EXERCISE AIM: Check every line below for the word "BoxFuture" and copy each one that has it.

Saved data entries
····················
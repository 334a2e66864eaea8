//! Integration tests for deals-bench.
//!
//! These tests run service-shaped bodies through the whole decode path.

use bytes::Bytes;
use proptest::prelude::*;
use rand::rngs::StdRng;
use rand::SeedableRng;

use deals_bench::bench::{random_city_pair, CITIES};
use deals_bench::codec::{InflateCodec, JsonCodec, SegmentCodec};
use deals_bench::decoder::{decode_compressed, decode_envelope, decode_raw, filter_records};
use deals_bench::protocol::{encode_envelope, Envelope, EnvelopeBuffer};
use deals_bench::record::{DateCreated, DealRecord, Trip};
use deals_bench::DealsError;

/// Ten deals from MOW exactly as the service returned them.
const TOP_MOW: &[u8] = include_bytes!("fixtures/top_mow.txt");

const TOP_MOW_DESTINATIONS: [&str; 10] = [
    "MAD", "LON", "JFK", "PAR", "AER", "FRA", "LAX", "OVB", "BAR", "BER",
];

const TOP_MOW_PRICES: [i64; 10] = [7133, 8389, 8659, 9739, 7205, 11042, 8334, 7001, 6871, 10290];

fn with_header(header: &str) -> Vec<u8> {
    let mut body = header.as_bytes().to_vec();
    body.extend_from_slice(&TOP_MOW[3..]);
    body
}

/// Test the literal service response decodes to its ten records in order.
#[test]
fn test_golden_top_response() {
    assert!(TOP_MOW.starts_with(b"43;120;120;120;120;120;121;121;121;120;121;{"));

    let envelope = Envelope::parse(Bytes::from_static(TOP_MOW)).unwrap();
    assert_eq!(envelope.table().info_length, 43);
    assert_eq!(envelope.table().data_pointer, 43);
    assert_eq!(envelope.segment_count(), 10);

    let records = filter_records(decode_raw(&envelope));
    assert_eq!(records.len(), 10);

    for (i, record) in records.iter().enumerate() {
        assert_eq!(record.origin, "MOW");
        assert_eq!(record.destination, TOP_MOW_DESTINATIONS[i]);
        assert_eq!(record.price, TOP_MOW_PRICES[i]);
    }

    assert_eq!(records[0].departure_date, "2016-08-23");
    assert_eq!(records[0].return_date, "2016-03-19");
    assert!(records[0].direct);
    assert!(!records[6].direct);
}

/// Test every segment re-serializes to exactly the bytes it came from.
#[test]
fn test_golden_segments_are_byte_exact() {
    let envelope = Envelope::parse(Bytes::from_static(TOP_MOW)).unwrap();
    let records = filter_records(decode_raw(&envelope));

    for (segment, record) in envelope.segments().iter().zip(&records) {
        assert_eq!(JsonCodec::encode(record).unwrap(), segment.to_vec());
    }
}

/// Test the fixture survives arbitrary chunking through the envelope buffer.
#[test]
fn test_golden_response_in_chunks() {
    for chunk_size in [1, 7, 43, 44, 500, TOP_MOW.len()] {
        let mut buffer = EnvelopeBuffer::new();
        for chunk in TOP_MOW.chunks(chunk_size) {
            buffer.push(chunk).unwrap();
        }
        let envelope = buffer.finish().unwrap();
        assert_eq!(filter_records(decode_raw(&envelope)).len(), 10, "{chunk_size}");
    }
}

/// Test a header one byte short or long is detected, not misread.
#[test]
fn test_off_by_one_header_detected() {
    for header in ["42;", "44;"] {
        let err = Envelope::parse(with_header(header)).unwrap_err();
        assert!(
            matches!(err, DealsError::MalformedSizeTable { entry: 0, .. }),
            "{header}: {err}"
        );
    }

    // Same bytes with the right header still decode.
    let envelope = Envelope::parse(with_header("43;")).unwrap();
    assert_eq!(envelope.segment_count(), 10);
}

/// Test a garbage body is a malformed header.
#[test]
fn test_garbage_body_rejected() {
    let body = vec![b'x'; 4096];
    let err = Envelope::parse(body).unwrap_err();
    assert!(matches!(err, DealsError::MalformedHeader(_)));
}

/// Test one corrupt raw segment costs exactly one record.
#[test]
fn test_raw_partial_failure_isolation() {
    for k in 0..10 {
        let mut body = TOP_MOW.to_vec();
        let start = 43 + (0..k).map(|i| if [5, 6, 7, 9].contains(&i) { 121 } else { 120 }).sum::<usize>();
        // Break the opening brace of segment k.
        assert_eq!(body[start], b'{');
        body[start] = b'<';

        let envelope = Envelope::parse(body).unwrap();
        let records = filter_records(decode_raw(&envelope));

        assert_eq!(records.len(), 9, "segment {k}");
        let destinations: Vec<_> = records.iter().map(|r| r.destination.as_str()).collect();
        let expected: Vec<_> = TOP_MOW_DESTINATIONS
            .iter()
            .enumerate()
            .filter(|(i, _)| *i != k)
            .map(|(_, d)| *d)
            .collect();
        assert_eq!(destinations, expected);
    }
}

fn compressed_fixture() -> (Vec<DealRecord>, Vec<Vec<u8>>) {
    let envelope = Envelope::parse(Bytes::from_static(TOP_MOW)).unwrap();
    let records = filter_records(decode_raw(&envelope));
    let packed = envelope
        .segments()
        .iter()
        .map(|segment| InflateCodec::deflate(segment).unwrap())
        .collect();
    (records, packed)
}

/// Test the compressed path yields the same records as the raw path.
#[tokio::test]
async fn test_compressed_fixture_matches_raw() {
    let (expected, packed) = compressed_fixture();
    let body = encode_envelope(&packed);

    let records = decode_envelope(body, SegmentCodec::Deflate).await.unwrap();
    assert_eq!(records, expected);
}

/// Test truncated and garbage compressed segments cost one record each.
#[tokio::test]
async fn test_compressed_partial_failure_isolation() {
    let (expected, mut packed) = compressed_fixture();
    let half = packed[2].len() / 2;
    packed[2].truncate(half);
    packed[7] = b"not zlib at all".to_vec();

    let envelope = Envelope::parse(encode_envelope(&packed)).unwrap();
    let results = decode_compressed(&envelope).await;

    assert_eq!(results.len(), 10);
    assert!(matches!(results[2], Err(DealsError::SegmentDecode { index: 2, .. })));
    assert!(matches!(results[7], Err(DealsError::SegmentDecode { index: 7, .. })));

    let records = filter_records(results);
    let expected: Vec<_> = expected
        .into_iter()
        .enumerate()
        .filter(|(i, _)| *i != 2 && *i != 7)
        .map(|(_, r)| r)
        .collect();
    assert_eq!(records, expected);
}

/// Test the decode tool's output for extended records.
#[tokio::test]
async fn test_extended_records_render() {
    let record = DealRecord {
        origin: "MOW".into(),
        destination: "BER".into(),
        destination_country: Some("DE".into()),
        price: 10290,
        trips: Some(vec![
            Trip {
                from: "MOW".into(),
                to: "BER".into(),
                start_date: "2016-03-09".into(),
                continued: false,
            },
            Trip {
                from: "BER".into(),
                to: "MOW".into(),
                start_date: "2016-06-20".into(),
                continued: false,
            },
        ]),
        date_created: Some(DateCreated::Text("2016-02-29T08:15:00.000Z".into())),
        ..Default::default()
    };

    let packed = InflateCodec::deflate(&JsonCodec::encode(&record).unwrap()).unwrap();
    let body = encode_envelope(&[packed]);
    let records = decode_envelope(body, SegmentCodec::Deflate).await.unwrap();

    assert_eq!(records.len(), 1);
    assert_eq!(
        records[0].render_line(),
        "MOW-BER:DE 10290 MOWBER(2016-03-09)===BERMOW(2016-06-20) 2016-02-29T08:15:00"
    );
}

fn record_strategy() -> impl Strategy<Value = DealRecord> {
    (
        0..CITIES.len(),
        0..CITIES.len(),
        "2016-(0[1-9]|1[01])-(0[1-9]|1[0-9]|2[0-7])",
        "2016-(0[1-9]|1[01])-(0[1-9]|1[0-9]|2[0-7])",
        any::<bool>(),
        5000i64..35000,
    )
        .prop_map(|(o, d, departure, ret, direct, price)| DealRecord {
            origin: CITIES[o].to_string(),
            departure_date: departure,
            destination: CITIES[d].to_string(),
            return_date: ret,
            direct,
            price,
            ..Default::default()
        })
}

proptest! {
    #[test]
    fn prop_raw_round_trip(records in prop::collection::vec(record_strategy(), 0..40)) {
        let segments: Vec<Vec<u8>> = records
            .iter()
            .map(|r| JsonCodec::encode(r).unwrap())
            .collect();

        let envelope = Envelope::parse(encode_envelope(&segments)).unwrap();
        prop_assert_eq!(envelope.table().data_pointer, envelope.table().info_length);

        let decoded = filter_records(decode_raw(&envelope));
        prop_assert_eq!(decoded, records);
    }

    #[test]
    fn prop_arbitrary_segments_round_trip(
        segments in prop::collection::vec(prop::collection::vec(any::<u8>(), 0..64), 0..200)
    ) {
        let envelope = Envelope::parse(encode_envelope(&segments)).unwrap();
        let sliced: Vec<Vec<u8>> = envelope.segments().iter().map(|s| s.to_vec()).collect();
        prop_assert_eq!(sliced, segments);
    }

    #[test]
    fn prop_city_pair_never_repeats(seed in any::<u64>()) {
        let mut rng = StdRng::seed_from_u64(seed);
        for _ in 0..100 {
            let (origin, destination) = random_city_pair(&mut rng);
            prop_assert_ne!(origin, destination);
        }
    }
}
····················
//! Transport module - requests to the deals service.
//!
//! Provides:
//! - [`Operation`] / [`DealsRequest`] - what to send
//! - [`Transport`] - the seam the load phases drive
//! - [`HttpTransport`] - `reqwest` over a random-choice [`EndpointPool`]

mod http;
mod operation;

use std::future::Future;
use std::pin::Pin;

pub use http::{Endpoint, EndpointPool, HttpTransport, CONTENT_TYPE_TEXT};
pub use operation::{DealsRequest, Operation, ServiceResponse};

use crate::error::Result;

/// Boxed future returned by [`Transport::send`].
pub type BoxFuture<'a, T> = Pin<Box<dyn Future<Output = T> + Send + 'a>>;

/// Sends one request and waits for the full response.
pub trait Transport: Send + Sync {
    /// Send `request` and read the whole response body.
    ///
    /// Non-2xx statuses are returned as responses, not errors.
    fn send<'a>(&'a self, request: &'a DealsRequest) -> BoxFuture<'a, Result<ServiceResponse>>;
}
····················
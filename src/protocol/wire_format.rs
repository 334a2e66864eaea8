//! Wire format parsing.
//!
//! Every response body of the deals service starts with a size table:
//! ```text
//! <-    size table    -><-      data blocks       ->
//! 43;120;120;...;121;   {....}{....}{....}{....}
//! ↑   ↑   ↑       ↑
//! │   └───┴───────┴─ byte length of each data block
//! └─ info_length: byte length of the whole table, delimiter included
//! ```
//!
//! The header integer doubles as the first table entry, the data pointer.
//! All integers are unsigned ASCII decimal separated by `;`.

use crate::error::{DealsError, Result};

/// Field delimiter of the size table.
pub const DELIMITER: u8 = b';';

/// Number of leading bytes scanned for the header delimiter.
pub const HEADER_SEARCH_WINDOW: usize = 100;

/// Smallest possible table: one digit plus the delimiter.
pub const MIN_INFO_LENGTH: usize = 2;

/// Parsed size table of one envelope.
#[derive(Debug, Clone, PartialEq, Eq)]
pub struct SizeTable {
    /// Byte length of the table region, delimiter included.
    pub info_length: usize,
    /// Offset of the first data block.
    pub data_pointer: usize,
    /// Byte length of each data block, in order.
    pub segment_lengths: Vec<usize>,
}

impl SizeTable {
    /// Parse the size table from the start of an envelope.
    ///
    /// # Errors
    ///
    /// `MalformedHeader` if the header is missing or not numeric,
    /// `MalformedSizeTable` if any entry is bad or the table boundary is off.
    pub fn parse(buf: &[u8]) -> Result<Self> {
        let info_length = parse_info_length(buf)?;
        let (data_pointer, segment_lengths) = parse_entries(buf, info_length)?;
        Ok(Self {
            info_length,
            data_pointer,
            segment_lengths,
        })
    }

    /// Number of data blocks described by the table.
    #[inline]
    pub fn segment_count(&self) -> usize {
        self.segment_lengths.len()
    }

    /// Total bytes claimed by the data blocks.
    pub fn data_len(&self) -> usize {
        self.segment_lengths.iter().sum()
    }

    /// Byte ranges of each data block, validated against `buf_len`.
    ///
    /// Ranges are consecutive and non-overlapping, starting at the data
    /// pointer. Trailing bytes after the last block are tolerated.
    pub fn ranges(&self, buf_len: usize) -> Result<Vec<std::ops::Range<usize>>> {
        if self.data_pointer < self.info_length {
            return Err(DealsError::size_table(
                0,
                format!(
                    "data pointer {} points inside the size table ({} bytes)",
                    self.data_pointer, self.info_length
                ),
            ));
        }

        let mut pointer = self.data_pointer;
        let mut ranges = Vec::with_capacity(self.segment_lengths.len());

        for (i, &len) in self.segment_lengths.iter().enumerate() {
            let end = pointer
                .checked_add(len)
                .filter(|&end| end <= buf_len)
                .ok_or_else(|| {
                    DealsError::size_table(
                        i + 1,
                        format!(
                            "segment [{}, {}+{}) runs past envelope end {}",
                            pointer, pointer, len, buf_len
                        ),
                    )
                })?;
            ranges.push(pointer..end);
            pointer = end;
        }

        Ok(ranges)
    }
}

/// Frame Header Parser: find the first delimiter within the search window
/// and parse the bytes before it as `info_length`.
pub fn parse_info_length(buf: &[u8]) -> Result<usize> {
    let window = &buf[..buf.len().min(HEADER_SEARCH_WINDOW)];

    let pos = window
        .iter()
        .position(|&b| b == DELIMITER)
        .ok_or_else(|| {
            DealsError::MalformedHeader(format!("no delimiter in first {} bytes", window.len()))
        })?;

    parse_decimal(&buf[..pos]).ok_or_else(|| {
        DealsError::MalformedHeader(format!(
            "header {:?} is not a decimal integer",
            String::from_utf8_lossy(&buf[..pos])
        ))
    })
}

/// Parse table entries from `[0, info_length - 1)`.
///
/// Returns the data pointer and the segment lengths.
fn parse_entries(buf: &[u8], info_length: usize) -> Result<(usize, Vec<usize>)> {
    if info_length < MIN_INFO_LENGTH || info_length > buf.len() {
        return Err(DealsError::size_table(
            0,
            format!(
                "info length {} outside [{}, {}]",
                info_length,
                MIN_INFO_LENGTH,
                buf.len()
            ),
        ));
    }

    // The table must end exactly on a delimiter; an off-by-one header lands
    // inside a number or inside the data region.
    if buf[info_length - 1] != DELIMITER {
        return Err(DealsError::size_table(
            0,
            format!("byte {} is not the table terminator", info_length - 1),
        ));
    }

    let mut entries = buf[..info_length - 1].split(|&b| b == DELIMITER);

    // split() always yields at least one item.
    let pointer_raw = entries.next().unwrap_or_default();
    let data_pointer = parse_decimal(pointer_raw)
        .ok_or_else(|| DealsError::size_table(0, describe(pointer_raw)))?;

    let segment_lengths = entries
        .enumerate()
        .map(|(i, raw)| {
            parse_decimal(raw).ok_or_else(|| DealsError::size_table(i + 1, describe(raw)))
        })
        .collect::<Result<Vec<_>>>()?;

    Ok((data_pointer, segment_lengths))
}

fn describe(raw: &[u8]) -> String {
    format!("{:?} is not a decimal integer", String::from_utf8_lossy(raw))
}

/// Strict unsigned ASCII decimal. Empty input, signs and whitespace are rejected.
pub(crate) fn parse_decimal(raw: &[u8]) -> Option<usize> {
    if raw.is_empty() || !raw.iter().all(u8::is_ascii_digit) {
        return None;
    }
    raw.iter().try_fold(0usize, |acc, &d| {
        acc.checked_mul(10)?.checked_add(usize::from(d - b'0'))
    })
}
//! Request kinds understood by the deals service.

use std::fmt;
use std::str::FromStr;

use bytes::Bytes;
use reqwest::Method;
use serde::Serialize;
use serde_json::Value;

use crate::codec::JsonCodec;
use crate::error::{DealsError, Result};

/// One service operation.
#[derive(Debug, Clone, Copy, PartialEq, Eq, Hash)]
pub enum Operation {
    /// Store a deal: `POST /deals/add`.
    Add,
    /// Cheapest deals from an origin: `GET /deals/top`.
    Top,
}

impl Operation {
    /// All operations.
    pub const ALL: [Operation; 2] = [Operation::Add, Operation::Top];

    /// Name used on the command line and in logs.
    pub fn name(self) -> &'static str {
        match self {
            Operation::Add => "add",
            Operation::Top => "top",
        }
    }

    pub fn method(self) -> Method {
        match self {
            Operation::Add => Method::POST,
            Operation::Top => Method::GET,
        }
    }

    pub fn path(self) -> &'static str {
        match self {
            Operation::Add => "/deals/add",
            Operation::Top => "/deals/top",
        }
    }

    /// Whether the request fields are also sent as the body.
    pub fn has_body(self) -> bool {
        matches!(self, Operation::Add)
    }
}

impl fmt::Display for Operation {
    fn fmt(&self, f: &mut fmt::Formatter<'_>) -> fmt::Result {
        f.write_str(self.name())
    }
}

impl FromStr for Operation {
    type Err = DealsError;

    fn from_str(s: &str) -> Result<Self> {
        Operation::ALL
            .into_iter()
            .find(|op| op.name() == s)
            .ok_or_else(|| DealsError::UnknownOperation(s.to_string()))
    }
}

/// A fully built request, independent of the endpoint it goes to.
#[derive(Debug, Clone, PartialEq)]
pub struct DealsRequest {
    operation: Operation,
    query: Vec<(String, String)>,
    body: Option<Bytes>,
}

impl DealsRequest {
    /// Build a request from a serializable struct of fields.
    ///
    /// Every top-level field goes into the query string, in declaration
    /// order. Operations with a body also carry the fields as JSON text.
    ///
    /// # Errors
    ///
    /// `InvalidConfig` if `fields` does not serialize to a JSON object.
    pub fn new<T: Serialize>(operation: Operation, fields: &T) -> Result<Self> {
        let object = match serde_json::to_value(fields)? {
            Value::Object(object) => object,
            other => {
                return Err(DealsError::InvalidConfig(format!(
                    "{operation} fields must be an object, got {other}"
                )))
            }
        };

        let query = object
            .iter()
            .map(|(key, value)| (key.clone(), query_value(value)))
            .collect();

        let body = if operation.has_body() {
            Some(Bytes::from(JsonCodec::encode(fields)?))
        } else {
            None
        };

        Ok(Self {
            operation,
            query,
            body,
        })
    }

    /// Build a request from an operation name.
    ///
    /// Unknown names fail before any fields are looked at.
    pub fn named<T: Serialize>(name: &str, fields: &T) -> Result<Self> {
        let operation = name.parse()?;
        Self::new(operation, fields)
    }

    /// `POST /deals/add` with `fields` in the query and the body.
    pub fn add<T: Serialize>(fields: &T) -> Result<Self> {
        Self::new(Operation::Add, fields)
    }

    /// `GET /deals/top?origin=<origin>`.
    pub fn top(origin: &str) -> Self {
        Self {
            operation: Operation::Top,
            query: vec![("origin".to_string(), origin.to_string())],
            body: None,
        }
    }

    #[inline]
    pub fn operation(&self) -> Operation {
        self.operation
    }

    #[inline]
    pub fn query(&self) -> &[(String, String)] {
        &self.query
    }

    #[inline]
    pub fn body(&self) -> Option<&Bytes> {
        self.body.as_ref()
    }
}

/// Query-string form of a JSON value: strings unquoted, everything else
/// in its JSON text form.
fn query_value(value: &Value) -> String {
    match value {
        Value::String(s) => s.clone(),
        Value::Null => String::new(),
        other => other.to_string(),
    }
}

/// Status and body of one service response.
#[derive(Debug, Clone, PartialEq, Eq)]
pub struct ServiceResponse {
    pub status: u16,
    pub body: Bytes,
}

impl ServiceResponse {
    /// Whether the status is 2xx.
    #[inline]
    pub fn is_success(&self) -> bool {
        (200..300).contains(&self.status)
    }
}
····················
WRITTEN RESPONSE:
pub type BoxFuture<'a, T> = Pin<Box<dyn Future<Output = T> + Send + 'a>>;
    fn send<'a>(&'a self, request: &'a DealsRequest) -> BoxFuture<'a, Result<ServiceResponse>>;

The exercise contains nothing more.